Jam layanan: 07:30-13.30 (Senin-Kamis) dan 7:30-14:00 (Jumat)
  • Home
  • Bernilai Ekonomi Tinggi, Ini Upaya Pemerintah Agar Sidat Tak Masuk Red List Cites

Bernilai Ekonomi Tinggi, Ini Upaya Pemerintah Agar Sidat Tak Masuk Red List CITES

TRIBUNSUMSEL.COM-Di tengah pelarangan perdagangan spesis sidat di Amerika dan Eropa membuat pemerintah Indonesia melakukan berbagai tindakan agar spesis sidat di Indonesia tidak masuk dalam kategori hewan yang terancam punah.

Spesis sidat di Amerika dan Eropa masuk masuk dalam daftar Convention on International Trade in Endangered Species of Wild Fauna and Flora (CITES).

Cites merupakan suatu konvensi yang mengatur perdagangan internasional dan sebagai media media konservasi terhadap flora dan fauna yang terancam punah, salah satu yang menjadi sorotan adalah eksistensi sidat.

Spesis sidat yang hidup di Amerika dan Eropa sudah masuk dalam daftar redlist CITES. Sehingga apapun aktivitas jual-beli sidat di Amerika dan Eropa adalah tindakan melanggar hukum.

Hal ini dijelaskan Kim Fredman, Senior Fishery Resources Officer Marine and Inland Fisheries Branch dari Food and Agriculture Organization of the United Nations (FAO), menyebut perdagangan spesis sidat yang ada di Amerika dan Eropa dilarang pasalnya populasi sidat di sana jumlahnya sudah sangat memprihatinkan dan berharap hal ini tidak terjadi di Indonesia, karena dampaknya sangat luas.

"Oleh karena itu kami meminta agar pemerintah Indonesia melakukan manajemen budidaya sidat yang baik serta melakukan kontrol agar ke depannya spesis sidat yang ada di Indonesia tidak masuk dalam daftar Cites" katanya di sela-sela acara Workshop on Regional Awareness Raising in Asia on ProspectiveSpecies Proposal to Cites Cop 18, Rabu (24/10/2018).
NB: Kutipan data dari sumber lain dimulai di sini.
//! `SiteContentRepository` implementation for `SqliteStore`.

use async_trait::async_trait;
use sea_orm::{
    sea_query::OnConflict, ActiveValue::Set, ColumnTrait, EntityTrait, PaginatorTrait,
    QueryFilter,
};

use site_deletion_core::error::{CoreError, CoreResult};
use site_deletion_core::traits::SiteContentRepository;
use site_deletion_core::types::{MediaItem, Post, SiteContentSummary, SiteId, SiteSetting};

use super::entity::{media, post, site_setting};
use super::{site_key, storage_error, SqliteStore};

fn row_id(id: u64) -> CoreResult<i64> {
    i64::try_from(id).map_err(|_| CoreError::ValidationError(format!("ID out of range: {id}")))
}

#[async_trait]
impl SiteContentRepository for SqliteStore {
    async fn save_post(&self, post: &Post) -> CoreResult<()> {
        let active_model = post::ActiveModel {
            site_id: Set(site_key(post.site_id)?),
            id: Set(row_id(post.id)?),
            title: Set(post.title.clone()),
        };

        post::Entity::insert(active_model)
            .on_conflict(
                OnConflict::columns([post::Column::SiteId, post::Column::Id])
                    .update_column(post::Column::Title)
                    .to_owned(),
            )
            .exec(&self.db)
            .await
            .map_err(storage_error("save post"))?;
        Ok(())
    }

    async fn save_media(&self, media: &MediaItem) -> CoreResult<()> {
        let active_model = media::ActiveModel {
            site_id: Set(site_key(media.site_id)?),
            id: Set(row_id(media.id)?),
            remote_url: Set(media.remote_url.clone()),
        };

        media::Entity::insert(active_model)
            .on_conflict(
                OnConflict::columns([media::Column::SiteId, media::Column::Id])
                    .update_column(media::Column::RemoteUrl)
                    .to_owned(),
            )
            .exec(&self.db)
            .await
            .map_err(storage_error("save media"))?;
        Ok(())
    }

    async fn save_setting(&self, setting: &SiteSetting) -> CoreResult<()> {
        let active_model = site_setting::ActiveModel {
            site_id: Set(site_key(setting.site_id)?),
            key: Set(setting.key.clone()),
            value: Set(setting.value.clone()),
        };

        site_setting::Entity::insert(active_model)
            .on_conflict(
                OnConflict::columns([site_setting::Column::SiteId, site_setting::Column::Key])
                    .update_column(site_setting::Column::Value)
                    .to_owned(),
            )
            .exec(&self.db)
            .await
            .map_err(storage_error("save setting"))?;
        Ok(())
    }

    async fn content_summary(&self, site_id: SiteId) -> CoreResult<SiteContentSummary> {
        let key = site_key(site_id)?;

        let posts = post::Entity::find()
            .filter(post::Column::SiteId.eq(key))
            .count(&self.db)
            .await
            .map_err(storage_error("count posts"))?;
        let media = media::Entity::find()
            .filter(media::Column::SiteId.eq(key))
            .count(&self.db)
            .await
            .map_err(storage_error("count media"))?;
        let settings = site_setting::Entity::find()
            .filter(site_setting::Column::SiteId.eq(key))
            .count(&self.db)
            .await
            .map_err(storage_error("count settings"))?;

        Ok(SiteContentSummary {
            posts,
            media,
            settings,
        })
    }
}
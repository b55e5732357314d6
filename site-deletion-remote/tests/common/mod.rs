//! Shared test helpers: a one-shot local HTTP server and assertion macros

#![allow(dead_code, clippy::panic)]

use std::time::Duration;

use site_deletion_remote::{ClientOptions, RestDeleteClient};
use tokio::io::{AsyncReadExt, AsyncWriteExt};
use tokio::net::TcpListener;
use tokio::task::JoinHandle;

pub const TEST_TOKEN: &str = "test-bearer-token-12345";

/// Assert a `Result` is `Ok` and unwrap it (fails the test otherwise).
#[macro_export]
macro_rules! require_ok {
    ($expr:expr $(,)?) => {{
        let res = $expr;
        assert!(res.is_ok(), "expected Ok(..), got {res:?}");
        let Ok(val) = res else {
            return;
        };
        val
    }};
}

/// What the canned server should do with the single request it accepts.
#[derive(Debug, Clone)]
pub enum CannedReply {
    /// Answer with this status code and JSON body.
    Json { status: u16, body: String },
    /// Read the request, then never answer.
    Hang,
}

impl CannedReply {
    pub fn json(status: u16, body: &str) -> Self {
        Self::Json {
            status,
            body: body.to_string(),
        }
    }
}

/// A local server that accepts one connection, records the raw request head and
/// answers with a canned reply.
pub struct CannedServer {
    pub base_url: String,
    handle: JoinHandle<String>,
}

impl CannedServer {
    pub async fn start(reply: CannedReply) -> Self {
        let listener = TcpListener::bind("127.0.0.1:0")
            .await
            .unwrap_or_else(|e| panic!("failed to bind test listener: {e}"));
        let addr = listener
            .local_addr()
            .unwrap_or_else(|e| panic!("no local addr: {e}"));

        let handle = tokio::spawn(async move {
            let Ok((mut socket, _)) = listener.accept().await else {
                return String::new();
            };

            let mut buf = Vec::new();
            let mut chunk = [0_u8; 1024];
            while !buf.windows(4).any(|w| w == b"\r\n\r\n") {
                match socket.read(&mut chunk).await {
                    Ok(0) | Err(_) => break,
                    Ok(n) => buf.extend_from_slice(&chunk[..n]),
                }
            }
            let request = String::from_utf8_lossy(&buf).to_string();

            match reply {
                CannedReply::Json { status, body } => {
                    let response = format!(
                        "HTTP/1.1 {status} Canned\r\nContent-Type: application/json\r\nContent-Length: {}\r\nConnection: close\r\n\r\n{body}",
                        body.len()
                    );
                    let _ = socket.write_all(response.as_bytes()).await;
                    let _ = socket.shutdown().await;
                }
                CannedReply::Hang => {
                    tokio::time::sleep(Duration::from_secs(30)).await;
                }
            }

            request
        });

        Self {
            base_url: format!("http://{addr}"),
            handle,
        }
    }

    /// Raw request head the server received.
    pub async fn received_request(self) -> String {
        self.handle.await.unwrap_or_default()
    }
}

/// Client pointed at `base_url` with a short timeout.
pub fn client_for(base_url: &str, timeout: Duration) -> RestDeleteClient {
    let options = ClientOptions::new(base_url, TEST_TOKEN).with_request_timeout(timeout);
    RestDeleteClient::new(options).unwrap_or_else(|e| panic!("client should build: {e}"))
}

/// A base URL nothing listens on.
pub async fn closed_port_url() -> String {
    let listener = TcpListener::bind("127.0.0.1:0")
        .await
        .unwrap_or_else(|e| panic!("failed to bind test listener: {e}"));
    let addr = listener
        .local_addr()
        .unwrap_or_else(|e| panic!("no local addr: {e}"));
    drop(listener);
    format!("http://{addr}")
}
Lebih lanjut ia meminta pemerintah Indonesia  benar-benar memberikan perhatian dengan kelangsungan hidup sidat. Jika masuk dalam daftar hewan terancam punah CITES. Maka perdagangan Sidat dilarang dan otomasti segala aktivitas perdagangan sidat ilegal, dan itu merugikan banyak pihak.

"Jika masuk dalam daftar CITES. Maka tak ada pemasukan bagi Indonesia, masyarakat yang melakukan budidaya sidat, jadi perlu adanya timbal balik, perdagangan terus tetapi diiringi dengan kontrol dan manajemen yang baik agar kelangsungan hidup sidat terus terjaga"ujarnya.

Sementara itu pemerintah melalui Kepala Balai Riset Perikanan Perairan Umum dan Penyuluhan Perikanan (BRPPUPP) yang juga merupakan Chief SEAFDEC/IFRDMD, Arif Wibowo mengatakan Sidat menjadi perhatian utama pemerintah Indonesia agar tidak masuk Redlist CITES.

"Perikanan sidat memberikan manfaat ekonomi yang nyata baik bagi pelaku usaha perikanan maupun perusahaan industri sidat. Untuk menghindari sidat dimasukkan dalam Cites list (pemanfaatan terbatas) maka  Indonesia memiliki rencana pengelolaan berkelanjutan terkait pemanfaatan sidat di Indonesia"jelasnya.

Lebih lanjut melalui workshop ini bertujuan untuk sharing data dan informasi populasi dan distribusi sidat di Indonesia, pembahasan tata kelola dan kebijakan pengelolaan ikan sidat dan diskusi tentang perdagangan supply chain dan pemanfaatan ikan sidat.

"BRPPUPP dan SEAFDEC/IFRDMD berkontribusi dalam pengumpulan data dan informasi, penentuan lokasi konservasi spesies ikan sidat dan perubahan habitat (design fish passage yang sesuai dengan sidat). Kegiatan BRPPUPP dan SEAFDEC/IFRDMD akan terintegrasi dengan kampanye nasional untuk konservasi ikan sidat di Indonesia menghasilkan rencana pengelolaan sidat Indonesia"tutupnya.

Dalam workshop ini juga hadir sejumlah pakar di bidang lingkungan dan perikanan baik dari dalam dan luar negeri, diantaranya Mr. Firdaus (MMAF), Ms. Stephanie Sargeant (Senior Lecturer in Marine Enviromental Sciences, University of West England, Mr. Daniel Kaschelroess (CITES Secretariat), dll.